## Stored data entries
┄┄┄┄┄┄┄┄┄┄

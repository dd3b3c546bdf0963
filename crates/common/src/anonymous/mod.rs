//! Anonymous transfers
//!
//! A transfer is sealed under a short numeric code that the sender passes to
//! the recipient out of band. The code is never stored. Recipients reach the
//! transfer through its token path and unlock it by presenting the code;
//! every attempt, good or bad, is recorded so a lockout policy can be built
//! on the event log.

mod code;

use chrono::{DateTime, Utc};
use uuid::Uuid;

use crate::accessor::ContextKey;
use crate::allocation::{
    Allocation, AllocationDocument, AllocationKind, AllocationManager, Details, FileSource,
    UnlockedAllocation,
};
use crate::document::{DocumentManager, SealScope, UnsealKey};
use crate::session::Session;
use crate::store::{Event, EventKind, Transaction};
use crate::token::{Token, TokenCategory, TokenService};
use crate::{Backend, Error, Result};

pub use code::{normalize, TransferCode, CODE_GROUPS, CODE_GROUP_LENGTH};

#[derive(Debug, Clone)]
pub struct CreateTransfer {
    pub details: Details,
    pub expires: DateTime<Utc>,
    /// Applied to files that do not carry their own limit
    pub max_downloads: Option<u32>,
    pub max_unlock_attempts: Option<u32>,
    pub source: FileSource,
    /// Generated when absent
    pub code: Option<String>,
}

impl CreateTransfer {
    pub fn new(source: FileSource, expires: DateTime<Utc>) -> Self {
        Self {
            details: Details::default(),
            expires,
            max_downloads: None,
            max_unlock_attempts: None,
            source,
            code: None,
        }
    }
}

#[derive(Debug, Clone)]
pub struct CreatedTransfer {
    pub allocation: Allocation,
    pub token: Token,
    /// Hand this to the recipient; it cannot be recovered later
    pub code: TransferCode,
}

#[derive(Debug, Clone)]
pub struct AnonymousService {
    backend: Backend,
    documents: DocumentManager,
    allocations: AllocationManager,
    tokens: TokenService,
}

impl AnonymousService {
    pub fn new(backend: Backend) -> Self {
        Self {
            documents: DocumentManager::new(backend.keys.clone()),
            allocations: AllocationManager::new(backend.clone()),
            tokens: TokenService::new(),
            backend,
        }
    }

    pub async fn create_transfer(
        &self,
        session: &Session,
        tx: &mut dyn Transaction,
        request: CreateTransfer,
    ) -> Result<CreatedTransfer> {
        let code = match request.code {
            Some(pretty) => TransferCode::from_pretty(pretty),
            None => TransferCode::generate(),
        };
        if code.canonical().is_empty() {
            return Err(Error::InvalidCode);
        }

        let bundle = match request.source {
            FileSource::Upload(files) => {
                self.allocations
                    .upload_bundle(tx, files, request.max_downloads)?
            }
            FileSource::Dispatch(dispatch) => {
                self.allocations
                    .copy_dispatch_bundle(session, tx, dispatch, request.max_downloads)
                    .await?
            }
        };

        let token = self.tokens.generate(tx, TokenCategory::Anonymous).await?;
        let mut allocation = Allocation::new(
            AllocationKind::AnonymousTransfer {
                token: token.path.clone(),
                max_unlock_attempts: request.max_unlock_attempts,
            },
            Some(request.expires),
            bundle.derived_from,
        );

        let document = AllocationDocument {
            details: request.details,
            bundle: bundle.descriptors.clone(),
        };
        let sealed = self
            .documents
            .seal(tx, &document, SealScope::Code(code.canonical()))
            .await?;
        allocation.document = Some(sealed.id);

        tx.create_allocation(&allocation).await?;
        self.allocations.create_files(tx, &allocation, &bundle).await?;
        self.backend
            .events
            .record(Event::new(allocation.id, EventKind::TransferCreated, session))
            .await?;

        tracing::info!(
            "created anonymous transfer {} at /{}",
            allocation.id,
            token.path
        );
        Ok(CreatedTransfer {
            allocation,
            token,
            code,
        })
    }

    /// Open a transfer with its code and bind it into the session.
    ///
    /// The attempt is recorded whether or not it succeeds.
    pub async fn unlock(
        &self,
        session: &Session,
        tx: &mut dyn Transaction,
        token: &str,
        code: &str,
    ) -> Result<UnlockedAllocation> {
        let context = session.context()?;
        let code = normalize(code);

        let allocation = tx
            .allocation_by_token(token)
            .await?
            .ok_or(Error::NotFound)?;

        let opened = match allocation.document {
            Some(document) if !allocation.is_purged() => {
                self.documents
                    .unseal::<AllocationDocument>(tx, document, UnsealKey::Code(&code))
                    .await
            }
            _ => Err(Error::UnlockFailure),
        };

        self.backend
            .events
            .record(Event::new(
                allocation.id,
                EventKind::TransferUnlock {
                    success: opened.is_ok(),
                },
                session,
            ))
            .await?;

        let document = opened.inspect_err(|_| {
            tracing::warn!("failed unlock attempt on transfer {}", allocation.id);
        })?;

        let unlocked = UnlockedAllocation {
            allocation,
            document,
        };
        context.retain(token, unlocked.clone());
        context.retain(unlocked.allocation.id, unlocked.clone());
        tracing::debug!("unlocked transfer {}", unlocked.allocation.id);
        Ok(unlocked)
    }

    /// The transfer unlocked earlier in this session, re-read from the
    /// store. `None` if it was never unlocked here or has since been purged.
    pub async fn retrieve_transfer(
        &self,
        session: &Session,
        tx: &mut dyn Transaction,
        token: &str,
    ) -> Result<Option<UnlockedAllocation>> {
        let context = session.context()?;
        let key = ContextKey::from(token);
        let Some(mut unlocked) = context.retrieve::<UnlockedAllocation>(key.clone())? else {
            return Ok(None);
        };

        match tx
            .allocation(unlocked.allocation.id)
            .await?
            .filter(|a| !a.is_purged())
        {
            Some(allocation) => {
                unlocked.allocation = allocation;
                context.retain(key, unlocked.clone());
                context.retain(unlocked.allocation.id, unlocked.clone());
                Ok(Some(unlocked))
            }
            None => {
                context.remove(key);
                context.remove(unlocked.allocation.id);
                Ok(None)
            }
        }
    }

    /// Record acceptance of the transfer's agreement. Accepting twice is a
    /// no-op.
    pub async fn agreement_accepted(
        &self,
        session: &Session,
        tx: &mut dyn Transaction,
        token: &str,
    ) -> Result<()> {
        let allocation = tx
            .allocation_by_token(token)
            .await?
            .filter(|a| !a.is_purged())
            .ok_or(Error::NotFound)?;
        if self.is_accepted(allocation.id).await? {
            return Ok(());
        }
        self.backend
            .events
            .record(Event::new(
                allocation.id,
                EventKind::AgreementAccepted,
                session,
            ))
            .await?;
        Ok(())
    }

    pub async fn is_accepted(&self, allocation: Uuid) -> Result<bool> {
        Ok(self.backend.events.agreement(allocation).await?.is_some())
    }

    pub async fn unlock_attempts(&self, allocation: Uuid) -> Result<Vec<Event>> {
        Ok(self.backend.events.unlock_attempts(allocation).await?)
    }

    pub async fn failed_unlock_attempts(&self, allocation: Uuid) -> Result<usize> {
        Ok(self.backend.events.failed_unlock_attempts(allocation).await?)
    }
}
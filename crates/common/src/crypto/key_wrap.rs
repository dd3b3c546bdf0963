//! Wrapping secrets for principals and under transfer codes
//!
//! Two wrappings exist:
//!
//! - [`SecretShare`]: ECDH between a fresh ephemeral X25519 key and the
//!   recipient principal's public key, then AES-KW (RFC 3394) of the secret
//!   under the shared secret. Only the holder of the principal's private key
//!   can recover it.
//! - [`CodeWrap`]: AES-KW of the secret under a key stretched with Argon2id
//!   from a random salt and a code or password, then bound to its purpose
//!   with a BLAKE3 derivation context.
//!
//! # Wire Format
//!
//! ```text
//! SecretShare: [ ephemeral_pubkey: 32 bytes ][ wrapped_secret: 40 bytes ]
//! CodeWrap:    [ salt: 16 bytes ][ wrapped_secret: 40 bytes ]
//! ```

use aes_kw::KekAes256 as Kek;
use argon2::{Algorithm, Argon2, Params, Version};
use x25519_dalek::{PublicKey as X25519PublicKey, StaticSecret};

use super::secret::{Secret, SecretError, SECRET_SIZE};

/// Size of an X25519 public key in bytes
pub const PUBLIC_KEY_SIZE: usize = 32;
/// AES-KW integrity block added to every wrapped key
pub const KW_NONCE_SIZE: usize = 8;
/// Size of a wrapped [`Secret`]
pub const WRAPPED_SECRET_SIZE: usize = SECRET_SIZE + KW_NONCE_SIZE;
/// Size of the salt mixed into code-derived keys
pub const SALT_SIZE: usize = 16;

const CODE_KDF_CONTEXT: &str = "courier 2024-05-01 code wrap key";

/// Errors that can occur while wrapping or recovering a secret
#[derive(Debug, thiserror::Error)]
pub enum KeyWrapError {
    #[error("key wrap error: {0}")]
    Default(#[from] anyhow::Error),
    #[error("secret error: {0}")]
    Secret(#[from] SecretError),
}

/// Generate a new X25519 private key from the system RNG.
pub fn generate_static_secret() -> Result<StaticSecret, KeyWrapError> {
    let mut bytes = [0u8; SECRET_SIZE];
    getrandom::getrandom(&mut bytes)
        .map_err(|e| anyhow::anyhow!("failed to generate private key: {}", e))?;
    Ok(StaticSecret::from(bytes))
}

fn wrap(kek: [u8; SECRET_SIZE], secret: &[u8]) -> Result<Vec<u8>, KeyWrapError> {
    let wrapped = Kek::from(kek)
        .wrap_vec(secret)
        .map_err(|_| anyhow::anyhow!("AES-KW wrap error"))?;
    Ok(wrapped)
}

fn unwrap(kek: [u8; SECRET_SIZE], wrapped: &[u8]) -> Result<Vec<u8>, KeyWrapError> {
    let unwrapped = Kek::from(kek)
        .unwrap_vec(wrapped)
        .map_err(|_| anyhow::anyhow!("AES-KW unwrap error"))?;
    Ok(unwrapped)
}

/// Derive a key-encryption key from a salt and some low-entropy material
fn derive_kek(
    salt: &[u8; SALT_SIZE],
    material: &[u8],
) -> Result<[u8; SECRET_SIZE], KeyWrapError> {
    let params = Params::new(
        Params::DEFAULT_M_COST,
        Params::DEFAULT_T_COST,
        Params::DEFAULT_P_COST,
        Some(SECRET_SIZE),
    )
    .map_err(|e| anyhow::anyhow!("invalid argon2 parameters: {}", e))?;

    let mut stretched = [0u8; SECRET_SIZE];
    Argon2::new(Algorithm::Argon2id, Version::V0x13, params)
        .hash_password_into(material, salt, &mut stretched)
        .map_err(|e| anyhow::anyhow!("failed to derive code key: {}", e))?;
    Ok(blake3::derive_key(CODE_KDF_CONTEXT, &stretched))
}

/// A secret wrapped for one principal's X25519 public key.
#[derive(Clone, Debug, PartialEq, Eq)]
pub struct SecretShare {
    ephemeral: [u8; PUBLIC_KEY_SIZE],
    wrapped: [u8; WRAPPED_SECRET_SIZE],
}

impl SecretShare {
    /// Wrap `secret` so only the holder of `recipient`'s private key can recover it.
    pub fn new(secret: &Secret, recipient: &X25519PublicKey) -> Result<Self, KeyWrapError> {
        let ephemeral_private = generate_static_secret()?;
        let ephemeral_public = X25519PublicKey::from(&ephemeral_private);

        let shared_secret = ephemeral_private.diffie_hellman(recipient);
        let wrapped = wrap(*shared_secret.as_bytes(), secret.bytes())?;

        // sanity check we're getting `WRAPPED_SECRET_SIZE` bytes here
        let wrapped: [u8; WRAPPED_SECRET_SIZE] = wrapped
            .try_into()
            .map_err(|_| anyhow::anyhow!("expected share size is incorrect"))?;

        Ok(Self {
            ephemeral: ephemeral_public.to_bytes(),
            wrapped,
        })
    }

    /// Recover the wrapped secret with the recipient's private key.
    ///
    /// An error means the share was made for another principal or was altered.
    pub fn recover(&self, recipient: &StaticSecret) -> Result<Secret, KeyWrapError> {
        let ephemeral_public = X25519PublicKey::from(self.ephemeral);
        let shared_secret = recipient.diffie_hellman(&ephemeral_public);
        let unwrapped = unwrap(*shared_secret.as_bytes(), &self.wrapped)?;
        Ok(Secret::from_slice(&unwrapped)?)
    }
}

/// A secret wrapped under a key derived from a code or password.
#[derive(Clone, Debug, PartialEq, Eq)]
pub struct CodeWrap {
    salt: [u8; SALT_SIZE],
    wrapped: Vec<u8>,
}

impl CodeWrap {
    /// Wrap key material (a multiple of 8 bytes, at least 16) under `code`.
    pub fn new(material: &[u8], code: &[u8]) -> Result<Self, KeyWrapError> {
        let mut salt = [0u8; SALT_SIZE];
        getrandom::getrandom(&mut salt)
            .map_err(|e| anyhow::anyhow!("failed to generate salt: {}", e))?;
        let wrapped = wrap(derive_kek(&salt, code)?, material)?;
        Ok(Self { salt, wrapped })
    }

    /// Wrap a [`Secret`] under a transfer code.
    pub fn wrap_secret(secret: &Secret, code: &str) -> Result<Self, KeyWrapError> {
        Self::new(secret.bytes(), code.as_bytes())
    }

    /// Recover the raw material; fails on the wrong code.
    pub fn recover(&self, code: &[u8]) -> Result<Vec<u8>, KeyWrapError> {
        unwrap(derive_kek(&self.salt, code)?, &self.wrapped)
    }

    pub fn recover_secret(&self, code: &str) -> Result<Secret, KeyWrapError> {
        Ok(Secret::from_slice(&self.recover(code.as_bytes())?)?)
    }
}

┄┄┄┄┄┄┄┄┄┄

## WORK ITEM
Look over the entries for "KeyWrapError", then copy every line that includes that string.

## RESPONSE TO THIS TASK
pub enum KeyWrapError {
pub fn generate_static_secret() -> Result<StaticSecret, KeyWrapError> {
fn wrap(kek: [u8; SECRET_SIZE], secret: &[u8]) -> Result<Vec<u8>, KeyWrapError> {
fn unwrap(kek: [u8; SECRET_SIZE], wrapped: &[u8]) -> Result<Vec<u8>, KeyWrapError> {
) -> Result<[u8; SECRET_SIZE], KeyWrapError> {
    pub fn new(secret: &Secret, recipient: &X25519PublicKey) -> Result<Self, KeyWrapError> {
    pub fn recover(&self, recipient: &StaticSecret) -> Result<Secret, KeyWrapError> {
    pub fn new(material: &[u8], code: &[u8]) -> Result<Self, KeyWrapError> {
    pub fn wrap_secret(secret: &Secret, code: &str) -> Result<Self, KeyWrapError> {
    pub fn recover(&self, code: &[u8]) -> Result<Vec<u8>, KeyWrapError> {
    pub fn recover_secret(&self, code: &str) -> Result<Secret, KeyWrapError> {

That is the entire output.